Tally the lines of the records that contain the string "crate", then give the total and nothing more.

⟨

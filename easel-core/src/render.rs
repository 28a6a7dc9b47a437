//! The render step, expressed as data.
//!
//! The actual drawing surface is an external collaborator; this module
//! walks a [`CanvasContent`] into an ordered display list: first the full
//! freehand path, each stroke as a separate smoothed polyline, then every
//! element's renderable atop it in collection order (later = on top,
//! matching the hit-testing order).

use crate::content::{CanvasContent, DrawingPoint, Stroke};
use crate::element::Renderable;
use crate::geometry::{mid_point, Point};

/// One drawing instruction for the surface.
#[derive(Debug, Clone, PartialEq)]
pub enum DrawCommand {
    /// A smoothed freehand polyline; each sample carries its own style.
    Freehand {
        /// Smoothed samples in draw order.
        points: Vec<DrawingPoint>,
    },
    /// One shape element's derived primitive.
    Shape {
        /// The drawing primitive.
        renderable: Renderable,
        /// Stroke color as a hex string.
        stroke_color: String,
        /// Stroke width in pixels.
        stroke_width: f32,
    },
}

/// Walk a snapshot into an ordered display list.
#[must_use]
pub fn display_list(content: &CanvasContent) -> Vec<DrawCommand> {
    let mut commands = Vec::with_capacity(content.path.len() + content.elements.len());
    for stroke in &content.path {
        if stroke.is_empty() {
            continue;
        }
        commands.push(DrawCommand::Freehand {
            points: smooth_stroke(stroke),
        });
    }
    for element in &content.elements {
        commands.push(DrawCommand::Shape {
            renderable: element.renderable().clone(),
            stroke_color: element.stroke_color().to_string(),
            stroke_width: element.stroke_width(),
        });
    }
    commands
}

/// Midpoint-smooth a stroke.
///
/// Keeps both endpoints and routes the interior through the midpoints of
/// consecutive samples, which is the polyline form of quadratic midpoint
/// smoothing. Each midpoint carries the style of the sample it leads into.
fn smooth_stroke(stroke: &Stroke) -> Vec<DrawingPoint> {
    let Some(first) = stroke.first() else {
        return Vec::new();
    };
    let mut points = Vec::with_capacity(stroke.len() + 1);
    points.push(first.clone());
    for pair in stroke.windows(2) {
        let mid = mid_point(
            Point::new(pair[0].x, pair[0].y),
            Point::new(pair[1].x, pair[1].y),
        );
        points.push(DrawingPoint {
            x: mid.x,
            y: mid.y,
            color: pair[1].color.clone(),
            line_width: pair[1].line_width,
            transparency: pair[1].transparency,
        });
    }
    if stroke.len() > 1 {
        points.push(stroke[stroke.len() - 1].clone());
    }
    points
}

#[cfg(test)]
#[allow(clippy::float_cmp)]
mod tests {
    use super::*;
    use crate::element::{Coordinates, ElementSpec, PaintingElement, ShapeKind};

    fn sample(x: f32, y: f32) -> DrawingPoint {
        DrawingPoint {
            x,
            y,
            color: Some("#000000".to_string()),
            line_width: Some(2.0),
            transparency: Some(1.0),
        }
    }

    #[test]
    fn test_strokes_precede_elements_in_collection_order() {
        let content = CanvasContent {
            elements: vec![
                PaintingElement::new(ElementSpec {
                    id: 0,
                    coordinates: Coordinates {
                        x1: 0.0,
                        y1: 0.0,
                        x2: 10.0,
                        y2: 10.0,
                    },
                    kind: ShapeKind::Rectangle,
                    stroke_color: "#111111".to_string(),
                    stroke_width: 1.0,
                }),
                PaintingElement::new(ElementSpec {
                    id: 1,
                    coordinates: Coordinates {
                        x1: 5.0,
                        y1: 5.0,
                        x2: 15.0,
                        y2: 15.0,
                    },
                    kind: ShapeKind::Line,
                    stroke_color: "#222222".to_string(),
                    stroke_width: 1.0,
                }),
            ],
            path: vec![vec![sample(1.0, 1.0), sample(2.0, 2.0)]],
        };

        let commands = display_list(&content);
        assert_eq!(commands.len(), 3);
        assert!(matches!(commands[0], DrawCommand::Freehand { .. }));
        match (&commands[1], &commands[2]) {
            (
                DrawCommand::Shape { stroke_color: a, .. },
                DrawCommand::Shape { stroke_color: b, .. },
            ) => {
                assert_eq!(a, "#111111");
                assert_eq!(b, "#222222");
            }
            other => panic!("expected two shapes, got {other:?}"),
        }
    }

    #[test]
    fn test_smoothing_keeps_endpoints_and_inserts_midpoints() {
        let stroke = vec![sample(0.0, 0.0), sample(10.0, 0.0), sample(10.0, 10.0)];
        let smoothed = smooth_stroke(&stroke);
        assert_eq!(smoothed.len(), 4);
        assert_eq!((smoothed[0].x, smoothed[0].y), (0.0, 0.0));
        assert_eq!((smoothed[1].x, smoothed[1].y), (5.0, 0.0));
        assert_eq!((smoothed[2].x, smoothed[2].y), (10.0, 5.0));
        assert_eq!((smoothed[3].x, smoothed[3].y), (10.0, 10.0));
        // Style carries through.
        assert_eq!(smoothed[1].line_width, Some(2.0));
    }

    #[test]
    fn test_single_sample_stroke_stays_a_dot() {
        let stroke = vec![sample(3.0, 4.0)];
        let smoothed = smooth_stroke(&stroke);
        assert_eq!(smoothed.len(), 1);
        assert_eq!((smoothed[0].x, smoothed[0].y), (3.0, 4.0));
    }
}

⟩

** ANSWER SPACE **
4